[Stored items]

* * *

use super::*;
use crate::gameplay::Move;

/// Opponent that replays a fixed list of throws, wrapping around.
#[derive(Debug, Clone)]
pub struct Scripted {
    throws: Vec<Move>,
    cursor: usize,
}

impl Scripted {
    /// `None` entries are skipped; an empty script throws Rock forever.
    pub fn new(throws: impl IntoIterator<Item = Move>) -> Self {
        let throws = throws
            .into_iter()
            .filter(Move::is_some)
            .collect::<Vec<_>>();
        Self { throws, cursor: 0 }
    }
}

impl Opponent for Scripted {
    fn next(&mut self) -> Move {
        let throw = self
            .throws
            .get(self.cursor % self.throws.len().max(1))
            .copied()
            .unwrap_or(Move::Rock);
        self.cursor += 1;
        throw
    }
}
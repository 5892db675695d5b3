use super::*;
use crate::gameplay::Move;
use rand::SeedableRng;
use rand::rngs::SmallRng;
use rand::seq::IndexedRandom;

/// CPU opponent that throws uniformly at random.
/// Seed it for reproducible matches; the default draws its seed from the
/// process-wide generator.
#[derive(Debug, Clone)]
pub struct RandomBot {
    rng: SmallRng,
}

impl RandomBot {
    pub fn seeded(seed: u64) -> Self {
        Self {
            rng: SmallRng::seed_from_u64(seed),
        }
    }
}

impl Default for RandomBot {
    fn default() -> Self {
        Self {
            rng: SmallRng::from_rng(&mut rand::rng()),
        }
    }
}

impl Opponent for RandomBot {
    fn next(&mut self) -> Move {
        let ref mut rng = self.rng;
        Move::THROWS
            .choose(rng)
            .copied()
            .expect("non empty throw table")
    }
}

#[cfg(test)]
mod tests {
    use super::*;
    #[test]
    fn seeded_bots_agree() {
        let mut a = RandomBot::seeded(7);
        let mut b = RandomBot::seeded(7);
        for _ in 0..64 {
            assert_eq!(a.next(), b.next());
        }
    }
    #[test]
    fn covers_all_throws_and_never_none() {
        let mut bot = RandomBot::seeded(42);
        let mut seen = [0usize; 3];
        for _ in 0..3000 {
            match bot.next() {
                Move::Rock => seen[0] += 1,
                Move::Paper => seen[1] += 1,
                Move::Scissors => seen[2] += 1,
                Move::None => panic!("bot threw nothing"),
            }
        }
        assert!(seen.iter().all(|&n| n > 800), "{:?}", seen);
    }
}
use super::*;
use crate::Generation;
use crate::gameplay::Move;
use tokio::sync::mpsc::UnboundedSender;

/// Messages from handles into the room inbox.
#[derive(Debug)]
pub enum Inbound {
    /// A classified gesture, tagged with the round it was observed in.
    Gesture { generation: Generation, gesture: Move },
    /// Full match restart.
    Reset,
    /// Abandon the match and go back to the menu.
    Quit,
    /// Transient perception failure to pass on to presentation.
    Fault(String),
    /// Register a presentation subscriber.
    Subscribe(UnboundedSender<Update>),
    /// Tear the room down.
    Shutdown,
}

impl std::fmt::Display for Inbound {
    fn fmt(&self, f: &mut std::fmt::Formatter) -> std::fmt::Result {
        match self {
            Self::Gesture {
                generation,
                gesture,
            } => write!(f, "gesture {} (#{})", gesture, generation),
            Self::Reset => write!(f, "reset"),
            Self::Quit => write!(f, "quit"),
            Self::Fault(message) => write!(f, "fault: {}", message),
            Self::Subscribe(_) => write!(f, "subscribe"),
            Self::Shutdown => write!(f, "shutdown"),
        }
    }
}
use super::*;
use crate::gameroom::Handle;
use crate::gameroom::RoomError;
use tokio::task::JoinHandle;

/// Pumps frames from a [`Sensor`] into a room.
///
/// Each frame is reduced to its top label and submitted with the current
/// round tag. A full inbox costs one frame and nothing else. The pump ends
/// when the sensor closes or the room does.
pub struct Pipeline {
    sensor: Box<dyn Sensor>,
    handle: Handle,
    dropped: usize,
}

impl Pipeline {
    pub fn spawn(sensor: Box<dyn Sensor>, handle: Handle) -> JoinHandle<()> {
        let pipeline = Self {
            sensor,
            handle,
            dropped: 0,
        };
        tokio::spawn(pipeline.run())
    }
    async fn run(mut self) {
        log::debug!("[pipeline] started");
        loop {
            match self.sensor.capture().await {
                Capture::Frame(frame) => match self.handle.observe(frame.top()) {
                    Ok(()) => {}
                    Err(RoomError::Busy) => {
                        log::trace!("[pipeline] inbox full, frame dropped");
                        self.dropped += 1;
                    }
                    Err(RoomError::Closed) => break,
                },
                Capture::Fault(message) => {
                    if self.handle.fault(message).await.is_err() {
                        break;
                    }
                }
                Capture::Closed => break,
            }
        }
        log::debug!("[pipeline] stopped, {} frames dropped", self.dropped);
    }
}
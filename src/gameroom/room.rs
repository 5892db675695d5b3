use super::*;
use crate::Generation;
use crate::config::Config;
use crate::perception::Classifier;
use crate::perception::GestureError;
use crate::players::Opponent;
use std::ops::ControlFlow;
use std::sync::Arc;
use std::sync::atomic::AtomicU64;
use std::sync::atomic::Ordering;
use tokio::sync::mpsc::Receiver;
use tokio::sync::mpsc::UnboundedReceiver;
use tokio::sync::mpsc::UnboundedSender;

/// Single point of serialization for one match.
///
/// Imperative shell around [`Machine`]: it owns the inbox that handles
/// write into, the timer walking the current round's schedule, and the list
/// of presentation subscribers. Events are applied strictly one at a time.
///
/// When both an inbox message and a timer step are ready, the inbox goes
/// first, so frames that arrived before a resolve signal still count.
///
/// The room stops on [`Inbound::Shutdown`] or when every [`Handle`] is gone.
/// On the way out it cancels the timer and drops all subscribers, so nothing
/// is emitted after teardown.
pub struct Room {
    machine: Machine,
    timing: Timing,
    inbox: Receiver<Inbound>,
    steps: UnboundedReceiver<Step>,
    sink: UnboundedSender<Step>,
    timer: Option<Timer>,
    subscribers: Vec<UnboundedSender<Update>>,
    generation: Arc<AtomicU64>,
}

impl Room {
    /// Builds an idle room and the first handle to it. Nothing runs until
    /// [`Room::run`] is polled.
    pub fn new(
        config: &Config,
        opponent: Box<dyn Opponent>,
    ) -> Result<(Self, Handle), GestureError> {
        let classifier = Classifier::try_from(&config.gestures)?;
        let (tx, rx) = tokio::sync::mpsc::channel(config.inbox.max(1));
        let (sink, steps) = tokio::sync::mpsc::unbounded_channel();
        let generation = Arc::new(AtomicU64::new(0));
        let room = Self {
            machine: Machine::new(config.rules, opponent),
            timing: config.timing,
            inbox: rx,
            steps,
            sink,
            timer: None,
            subscribers: Vec::new(),
            generation: generation.clone(),
        };
        let handle = Handle::new(tx, generation, Arc::new(classifier));
        Ok((room, handle))
    }
    /// Builds a room and runs it on the current tokio runtime.
    pub fn spawn(config: &Config, opponent: Box<dyn Opponent>) -> Result<Handle, GestureError> {
        let (room, handle) = Self::new(config, opponent)?;
        tokio::spawn(room.run());
        Ok(handle)
    }
    pub async fn run(mut self) {
        log::debug!("[room] open");
        loop {
            tokio::select! {
                biased;
                msg = self.inbox.recv() => match msg.map(|msg| self.receive(msg)) {
                    Some(ControlFlow::Continue(())) => {}
                    Some(ControlFlow::Break(())) | None => break,
                },
                Some(step) = self.steps.recv() => self.cue(step),
            }
        }
        self.close();
        log::debug!("[room] closed");
    }
}

impl Room {
    fn receive(&mut self, msg: Inbound) -> ControlFlow<()> {
        log::trace!("[room] {}", msg);
        let transition = match msg {
            Inbound::Gesture {
                generation,
                gesture,
            } => self.machine.gesture(generation, gesture),
            Inbound::Reset => self.machine.reset(),
            Inbound::Quit => self.machine.quit(),
            Inbound::Fault(message) => {
                log::warn!("[room] perception fault: {}", message);
                self.publish(Update::notice(message));
                return ControlFlow::Continue(());
            }
            Inbound::Subscribe(tx) => {
                if tx.send(Update::Snapshot(self.machine.snapshot())).is_ok() {
                    self.subscribers.push(tx);
                }
                return ControlFlow::Continue(());
            }
            Inbound::Shutdown => return ControlFlow::Break(()),
        };
        if transition == Transition::Stale {
            log::debug!(
                "[room] dropped stale input (current #{})",
                self.machine.generation()
            );
        }
        self.apply(transition);
        ControlFlow::Continue(())
    }
    fn cue(&mut self, step: Step) {
        let transition = self.machine.signal(step.generation(), step.signal());
        if transition == Transition::Stale {
            log::debug!(
                "[room] dropped stale {} from #{} (current #{})",
                step.signal(),
                step.generation(),
                self.machine.generation()
            );
        }
        self.apply(transition);
    }
    fn apply(&mut self, transition: Transition) {
        if !transition.is_change() {
            return;
        }
        match transition {
            Transition::Started(generation) => self.schedule(generation),
            Transition::Finished(_) | Transition::Stopped => self.cancel(),
            _ => {}
        }
        self.generation.store(self.machine.generation(), Ordering::Release);
        self.publish(Update::Snapshot(self.machine.snapshot()));
    }
    fn schedule(&mut self, generation: Generation) {
        let schedule = Schedule::new(generation, self.machine.rules().countdown, self.timing);
        self.timer = Some(Timer::spawn(schedule, self.sink.clone()));
    }
    fn cancel(&mut self) {
        if let Some(timer) = self.timer.take() {
            timer.cancel();
        }
    }
    fn publish(&mut self, update: Update) {
        log::trace!("[room] publish to {} subscribers", self.subscribers.len());
        self.subscribers.retain(|tx| tx.send(update.clone()).is_ok());
    }
    fn close(&mut self) {
        self.cancel();
        self.subscribers.clear();
    }
}

#[cfg(test)]
mod tests {
    use super::*;
    use crate::gameplay::*;
    use crate::players::Scripted;
    use std::time::Duration;
    use tokio::sync::mpsc::UnboundedReceiver;

    fn room(bot: Move) -> Handle {
        Room::spawn(&Config::default(), Box::new(Scripted::new([bot]))).unwrap()
    }
    async fn next(rx: &mut UnboundedReceiver<Update>) -> Snapshot {
        loop {
            match rx.recv().await.expect("room open") {
                Update::Snapshot(s) => return s,
                Update::Notice { .. } => continue,
            }
        }
    }
    async fn until<F>(rx: &mut UnboundedReceiver<Update>, f: F) -> Snapshot
    where
        F: Fn(&Snapshot) -> bool,
    {
        loop {
            let s = next(rx).await;
            if f(&s) {
                return s;
            }
        }
    }

    #[tokio::test(start_paused = true)]
    async fn subscribe_gets_current_snapshot() {
        let handle = room(Move::Rock);
        let mut rx = handle.subscribe().await.unwrap();
        let first = next(&mut rx).await;
        assert_eq!(first.phase(), Phase::Idle);
        assert_eq!(first.message(), "Press play to start");
    }
    #[tokio::test(start_paused = true)]
    async fn forfeit_round_then_next() {
        let handle = room(Move::Scissors);
        let mut rx = handle.subscribe().await.unwrap();
        next(&mut rx).await;
        handle.reset().await.unwrap();
        let mut phases = Vec::new();
        loop {
            let s = next(&mut rx).await;
            phases.push(s.phase());
            if s.phase() == Phase::Resolved {
                assert_eq!(s.score().bot(), 1);
                assert_eq!(s.score().player(), 0);
                assert_eq!(s.player(), Move::None);
                assert_eq!(s.bot(), Move::Scissors);
                break;
            }
        }
        assert_eq!(
            phases,
            vec![
                Phase::Countdown(3),
                Phase::Countdown(2),
                Phase::Countdown(1),
                Phase::Countdown(0),
                Phase::Resolving,
                Phase::Resolved,
            ]
        );
        let resolved_at = tokio::time::Instant::now();
        let s = next(&mut rx).await;
        assert_eq!(s.phase(), Phase::Countdown(3));
        assert_eq!(s.generation(), 2);
        assert_eq!(s.score().bot(), 1);
        assert!(resolved_at.elapsed() >= Duration::from_millis(2000));
    }
    #[tokio::test(start_paused = true)]
    async fn gesture_during_countdown_wins() {
        let handle = room(Move::Paper);
        let mut rx = handle.subscribe().await.unwrap();
        handle.reset().await.unwrap();
        until(&mut rx, |s| s.phase() == Phase::Countdown(2)).await;
        handle.observe(Some("Victory")).unwrap();
        let committed = next(&mut rx).await;
        assert_eq!(committed.player(), Move::Scissors);
        assert_eq!(committed.phase(), Phase::Countdown(2));
        let s = until(&mut rx, |s| s.phase() == Phase::Resolved).await;
        assert_eq!(s.player(), Move::Scissors);
        assert_eq!(s.bot(), Move::Paper);
        assert_eq!(s.score().player(), 1);
        assert_eq!(s.message(), "You won the round!");
    }
    #[tokio::test(start_paused = true)]
    async fn unrecognized_frames_change_nothing() {
        let handle = room(Move::Rock);
        let mut rx = handle.subscribe().await.unwrap();
        handle.reset().await.unwrap();
        until(&mut rx, |s| s.phase() == Phase::Countdown(3)).await;
        handle.observe(Some("Open_Palm")).unwrap();
        assert_eq!(next(&mut rx).await.player(), Move::Paper);
        handle.observe(None).unwrap();
        handle.observe(Some("Thumb_Up")).unwrap();
        let s = next(&mut rx).await;
        assert_eq!(s.phase(), Phase::Countdown(2));
        assert_eq!(s.player(), Move::Paper);
    }
    #[tokio::test(start_paused = true)]
    async fn match_over_stops_rounds() {
        let handle = room(Move::Rock);
        let mut rx = handle.subscribe().await.unwrap();
        handle.reset().await.unwrap();
        let s = loop {
            let s = next(&mut rx).await;
            match s.phase() {
                Phase::Countdown(3) => handle.observe(Some("Open_Palm")).unwrap(),
                Phase::MatchOver => break s,
                _ => {}
            }
        };
        assert_eq!(s.message(), "VICTORY!");
        assert_eq!(s.score().player(), 3);
        let quiet = tokio::time::timeout(Duration::from_secs(30), rx.recv()).await;
        assert!(quiet.is_err(), "no rounds after match over");
        handle.reset().await.unwrap();
        let s = next(&mut rx).await;
        assert_eq!(s.phase(), Phase::Countdown(3));
        assert_eq!(s.score(), Score::new(3));
    }
    #[tokio::test(start_paused = true)]
    async fn stale_frames_dropped() {
        let handle = room(Move::Rock);
        let mut rx = handle.subscribe().await.unwrap();
        next(&mut rx).await;
        handle.reset().await.unwrap();
        let first = next(&mut rx).await;
        let stale = first.generation();
        let second = until(&mut rx, |s| s.generation() > stale).await;
        assert_eq!(second.phase(), Phase::Countdown(3));
        handle.classified(stale, Some("Open_Palm")).unwrap();
        let s = next(&mut rx).await;
        assert_eq!(s.phase(), Phase::Countdown(2));
        assert_eq!(s.player(), Move::None);
    }
    #[tokio::test(start_paused = true)]
    async fn reset_mid_round_restarts_cleanly() {
        let handle = room(Move::Rock);
        let mut rx = handle.subscribe().await.unwrap();
        handle.reset().await.unwrap();
        until(&mut rx, |s| s.phase() == Phase::Resolving).await;
        handle.reset().await.unwrap();
        let s = until(&mut rx, |s| s.generation() == 2).await;
        assert_eq!(s.phase(), Phase::Countdown(3));
        let s = next(&mut rx).await;
        assert_eq!(s.generation(), 2);
        assert_eq!(s.phase(), Phase::Countdown(2));
    }
    #[tokio::test(start_paused = true)]
    async fn quit_goes_idle_and_silent() {
        let handle = room(Move::Rock);
        let mut rx = handle.subscribe().await.unwrap();
        handle.reset().await.unwrap();
        until(&mut rx, |s| s.phase() == Phase::Countdown(1)).await;
        handle.quit().await.unwrap();
        let s = next(&mut rx).await;
        assert_eq!(s.phase(), Phase::Idle);
        let quiet = tokio::time::timeout(Duration::from_secs(30), rx.recv()).await;
        assert!(quiet.is_err());
    }
    #[tokio::test(start_paused = true)]
    async fn fault_is_a_notice() {
        let handle = room(Move::Rock);
        let mut rx = handle.subscribe().await.unwrap();
        next(&mut rx).await;
        handle.fault("camera unplugged").await.unwrap();
        assert_eq!(
            rx.recv().await.unwrap(),
            Update::notice("camera unplugged")
        );
    }
    #[tokio::test(start_paused = true)]
    async fn shutdown_is_final() {
        let handle = room(Move::Rock);
        let mut rx = handle.subscribe().await.unwrap();
        handle.reset().await.unwrap();
        handle.shutdown().await.unwrap();
        while rx.recv().await.is_some() {}
        assert_eq!(handle.reset().await, Err(RoomError::Closed));
        assert_eq!(handle.observe(Some("Victory")), Err(RoomError::Closed));
        assert!(handle.is_closed());
    }
    #[tokio::test(start_paused = true)]
    async fn room_stops_when_handles_drop() {
        let handle = room(Move::Rock);
        let mut rx = handle.subscribe().await.unwrap();
        handle.reset().await.unwrap();
        drop(handle);
        let drained = tokio::time::timeout(Duration::from_secs(1), async {
            while rx.recv().await.is_some() {}
        })
        .await;
        assert!(drained.is_ok());
    }
}
// Both surface dialects must reduce to the same global protocol tree. These
// tests parse the same protocol written in each dialect and walk the two
// results structurally, since `GlobalType` has no derived `PartialEq`.

use mixchor::ast::{GlobalType, Protocol};
use mixchor::config::Syntax;
use mixchor::parser::parse;
use std::path::Path;

fn parse_one(source: &str, syntax: Syntax) -> Protocol {
    let mut protocols = parse(Path::new("<test>"), source, syntax).expect("parse should succeed");
    assert_eq!(protocols.len(), 1, "expected exactly one protocol block");
    protocols.remove(0)
}

fn same_shape(a: &GlobalType, b: &GlobalType) -> bool {
    match (a, b) {
        (GlobalType::End, GlobalType::End) => true,
        (GlobalType::Var(t1), GlobalType::Var(t2)) => t1 == t2,
        (GlobalType::Msg(m1, c1), GlobalType::Msg(m2, c2)) => {
            m1.from == m2.from
                && m1.to == m2.to
                && m1.label == m2.label
                && m1.payloads == m2.payloads
                && same_shape(c1, c2)
        }
        (GlobalType::Rec(t1, b1), GlobalType::Rec(t2, b2)) => t1 == t2 && same_shape(b1, b2),
        (GlobalType::Choice(b1), GlobalType::Choice(b2)) => {
            b1.len() == b2.len() && b1.iter().zip(b2.iter()).all(|(x, y)| same_shape(x, y))
        }
        _ => false,
    }
}

#[test]
fn plain_message_sequence_matches_across_dialects() {
    let mpst_src = r#"
        protocol Ping(A, B) {
            A -> B: ping(n: u32);
            B -> A: pong();
        }
    "#;
    let scribble_src = r#"
        global protocol Ping(role A, role B) {
            ping(n: u32) from A to B;
            pong() from B to A;
        }
    "#;

    let mpst = parse_one(mpst_src, Syntax::Mpst);
    let scribble = parse_one(scribble_src, Syntax::Scribble);

    assert_eq!(mpst.name, "Ping");
    assert_eq!(mpst.name, scribble.name);
    assert_eq!(mpst.roles, scribble.roles);
    assert!(
        same_shape(&mpst.body, &scribble.body),
        "mpst: {:#?}\nscribble: {:#?}",
        mpst.body,
        scribble.body
    );
}

#[test]
fn recursive_choice_matches_across_dialects() {
    let mpst_src = r#"
        protocol Stream(A, B) {
            rec t {
                choice {
                    B -> A: more();
                    continue t;
                } or {
                    B -> A: done();
                    end;
                }
            }
        }
    "#;
    let scribble_src = r#"
        global protocol Stream(role A, role B) {
            rec t {
                choice at B {
                    more() from B to A;
                    continue t;
                } or {
                    done() from B to A;
                }
            }
        }
    "#;

    let mpst = parse_one(mpst_src, Syntax::Mpst);
    let scribble = parse_one(scribble_src, Syntax::Scribble);

    assert_eq!(mpst.roles, scribble.roles);
    assert!(
        same_shape(&mpst.body, &scribble.body),
        "mpst: {:#?}\nscribble: {:#?}",
        mpst.body,
        scribble.body
    );

    match &mpst.body {
        GlobalType::Rec(t, body) => {
            assert_eq!(t, "t");
            match body.as_ref() {
                GlobalType::Choice(branches) => assert_eq!(branches.len(), 2),
                other => panic!("expected a choice under the binder, got {other:?}"),
            }
        }
        other => panic!("expected a rec binder at the top, got {other:?}"),
    }
}

#[test]
fn generic_payload_type_parses() {
    let src = r#"
        protocol Batch(A, B) {
            A -> B: items(xs: Vec<u64>);
        }
    "#;
    let protocol = parse_one(src, Syntax::Mpst);
    match &protocol.body {
        GlobalType::Msg(m, _) => assert_eq!(m.payloads[0].ty, "Vec<u64>"),
        other => panic!("expected a single message, got {other:?}"),
    }
}

#[test]
fn multiple_protocols_in_one_source_are_all_parsed() {
    let src = r#"
        protocol First(A, B) {
            A -> B: go();
        }
        protocol Second(X, Y) {
            X -> Y: go();
        }
    "#;
    let protocols = parse(Path::new("<test>"), src, Syntax::Mpst).expect("parse should succeed");
    assert_eq!(protocols.len(), 2);
    assert_eq!(protocols[0].name, "First");
    assert_eq!(protocols[1].name, "Second");
}

#[test]
fn malformed_source_reports_a_location() {
    let src = "protocol Broken(A, B) { A -> B ping(); }";
    let err = parse(Path::new("broken.mpst"), src, Syntax::Mpst).unwrap_err();
    match err {
        mixchor::error::AnalysisError::Parse { path, .. } => {
            assert_eq!(path, Path::new("broken.mpst"));
        }
        other => panic!("expected a Parse error, got {other:?}"),
    }
}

* * *

Exercise objective
Go through the entries above and pull out each line with "seen" in it.

Result of the task
        let mut seen = [0usize; 3];
                Move::Rock => seen[0] += 1,
                Move::Paper => seen[1] += 1,
                Move::Scissors => seen[2] += 1,
        assert!(seen.iter().all(|&n| n > 800), "{:?}", seen);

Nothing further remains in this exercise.